Figure 2. Photographs of frosties
Serial photographs of a frostie from the Pegg Leditschke Children’s Burns Centre cohort that underwent a split-thickness skin graft (STSG). Day 3 (A), day 14 (B; 7 days post-STSG with poor central engraftment, good peripheral take), day 21 (C; full epithelialisation). This patient was the ‘victor’ among four peers performing frosties on each other. The other three did not attend for treatment, despite our efforts to contact them. Also shown are photographs of self-inflicted frosties to left forearm and right inner shin (D) and infected untreated frostie (E).

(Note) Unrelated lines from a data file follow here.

use std::collections::HashSet;
use std::io::Write;
use std::path::PathBuf;

use anyhow::{bail, Context, Result};
use chrono::NaiveDate;
use log::info;

use crate::aggregator::{Accumulation, Aggregator, FilterSet};
use crate::console::{ConsoleTable, JsonPresenter, ReportPresenter};
use crate::datetime::parse_filter_date;
use crate::diagnostics::DiagnosticsSink;
use crate::source::XmlRecordSource;

/// 集計結果の出力形式。
#[derive(Clone, Copy, Debug, PartialEq, Eq, clap::ArgEnum)]
pub enum OutputFormat {
    Json,
    Console,
}

/// 集計レポートを出力するための引数。
#[derive(Debug, clap::Args)]
pub struct ReportArgs {
    #[clap(value_name = "FILE", help = "Path to the XML time log")]
    pub file: PathBuf,

    #[clap(
        long = "start",
        value_name = "DD-MM-YYYY",
        help = "Only count records starting on or after this date",
        parse(try_from_str = parse_filter_date),
    )]
    pub start: Option<NaiveDate>,

    #[clap(
        long = "end",
        value_name = "DD-MM-YYYY",
        help = "Only count records ending no later than 00:00:00 of this date",
        parse(try_from_str = parse_filter_date),
    )]
    pub end: Option<NaiveDate>,

    #[clap(long = "users", help = "Filter by user. Separated by commas")]
    pub users: Option<String>,

    #[clap(
        long = "output",
        arg_enum,
        default_value = "console",
        help = "Output type"
    )]
    pub output: OutputFormat,
}

impl ReportArgs {
    /// 引数から絞り込み条件を作る。
    pub fn filter(&self) -> FilterSet {
        FilterSet {
            start: self.start,
            end: self.end,
            users: self.users.as_deref().map(parse_users),
        }
    }
}

/// カンマ区切りのユーザー名を集合にする。名前は前後の空白も含めて比較するため、空の要素だけを無視する。
fn parse_users(s: &str) -> HashSet<String> {
    s.split(',')
        .filter(|name| !name.is_empty())
        .map(str::to_string)
        .collect()
}

pub struct ReportCommand<'a, S: DiagnosticsSink> {
    sink: &'a S,
}

impl<'a, S: DiagnosticsSink> ReportCommand<'a, S> {
    /// 新しい`ReportCommand`を返す。
    ///
    /// # Arguments
    /// * `sink` - スキップしたレコードを通知する出力先
    pub fn new(sink: &'a S) -> Self {
        Self { sink }
    }

    /// ファイルを読み込み、人物ごと、日ごとの経過時間を集計する。
    ///
    /// ファイルが存在しない場合と、XMLとして壊れている場合はエラーを返す。
    pub fn run(&self, args: &ReportArgs) -> Result<Accumulation> {
        if !args.file.is_file() {
            bail!("file {} not found", args.file.display());
        }

        let source = XmlRecordSource::from_path(&args.file)?;
        let accumulation = Aggregator::new(self.sink, args.filter())
            .aggregate(source)
            .with_context(|| format!("Failed to aggregate {}", args.file.display()))?;
        if accumulation.is_empty() {
            info!("No records matched in {}", args.file.display());
        }

        Ok(accumulation)
    }
}

/// 指定された形式で集計結果を書き出す。
pub fn show_report<W: Write>(
    format: OutputFormat,
    accumulation: &Accumulation,
    writer: &mut W,
) -> Result<()> {
    match format {
        OutputFormat::Json => JsonPresenter::new(writer).show_accumulation(accumulation),
        OutputFormat::Console => ConsoleTable::new(writer).show_accumulation(accumulation),
    }
}
use std::fmt;

use log::warn;
#[cfg(test)]
use mockall::automock;

use crate::record::Record;

/// 診断の種類。
#[derive(Clone, Copy, Debug, PartialEq, Eq)]
pub enum DiagnosticKind {
    /// `full_name`属性がない。
    MissingName,
    /// `start`または`end`がパースできない。
    InvalidTimestamp,
    /// `start`または`end`が存在しない。
    MissingBoundary,
    /// 1日の合計が86400秒を超えた。値はそのまま保持される。
    QuotaExceeded,
}

/// スキップや警告の理由を表す、人が読むためのメッセージ。
#[derive(Clone, Debug, PartialEq, Eq)]
pub struct Diagnostic {
    pub kind: DiagnosticKind,
    pub message: String,
    pub record: Option<String>,
}

impl Diagnostic {
    /// レコードをXMLとして添付した`Diagnostic`を返す。
    pub fn with_record(kind: DiagnosticKind, message: impl Into<String>, record: &Record) -> Self {
        Self {
            kind,
            message: message.into(),
            record: Some(record.to_string()),
        }
    }
}

impl fmt::Display for Diagnostic {
    fn fmt(&self, f: &mut fmt::Formatter<'_>) -> fmt::Result {
        match &self.record {
            Some(record) => write!(f, "---\n{}\n{}\n---", self.message, record),
            None => write!(f, "---\n{}\n---", self.message),
        }
    }
}

/// 診断の出力先を表すtrait。
///
/// 出力に失敗しても集計結果には影響させないため、戻り値を持たない。
#[cfg_attr(test, automock)]
pub trait DiagnosticsSink {
    /// 診断を1件出力する。
    fn emit(&self, diagnostic: &Diagnostic);
}

/// `log`クレートの`warn`レベルに診断を流す。
#[derive(Debug, Default)]
pub struct LogSink;

impl DiagnosticsSink for LogSink {
    fn emit(&self, diagnostic: &Diagnostic) {
        warn!("{}", diagnostic);
    }
}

Implications for general practice
-
Frosties are not a common diagnosis, but this is now the third case series reported from Australian burns units, suggesting frosties have gained some traction in the adolescent population.1,8
-
Despite the likely severity of frosties, patients are prone to underestimating the degree of their injuries and typically present late to a health service. Patients do not recognise frosties as burns, so first presentations are typically to general practitioners (GPs).
-
Most frosties occur in sites readily visible to a GP. Incidental identification and recognition of the injury is an important ‘catchment strategy’ in the primary healthcare setting.
-
When seeing a patient with a frostie, it is important to ask about others injured in a cluster event. This will ensure that as many cases as possible are identified and treated appropriately in a specialist burns service. It may also allow the associated schools to target an education campaign to prevent further events.
-
For individual presentations, consideration should be given to the psychological health of the adolescent, as this may be an early sign of a developing pattern of self-harm.
-
Although a small total body surface area is affected, the severity of the injury often requires advanced burn care, including grafting and scar management. Frosties should not be clinically dismissed without appropriate tertiary review.
-
An infographic summary of our study has been provided in Figure 3.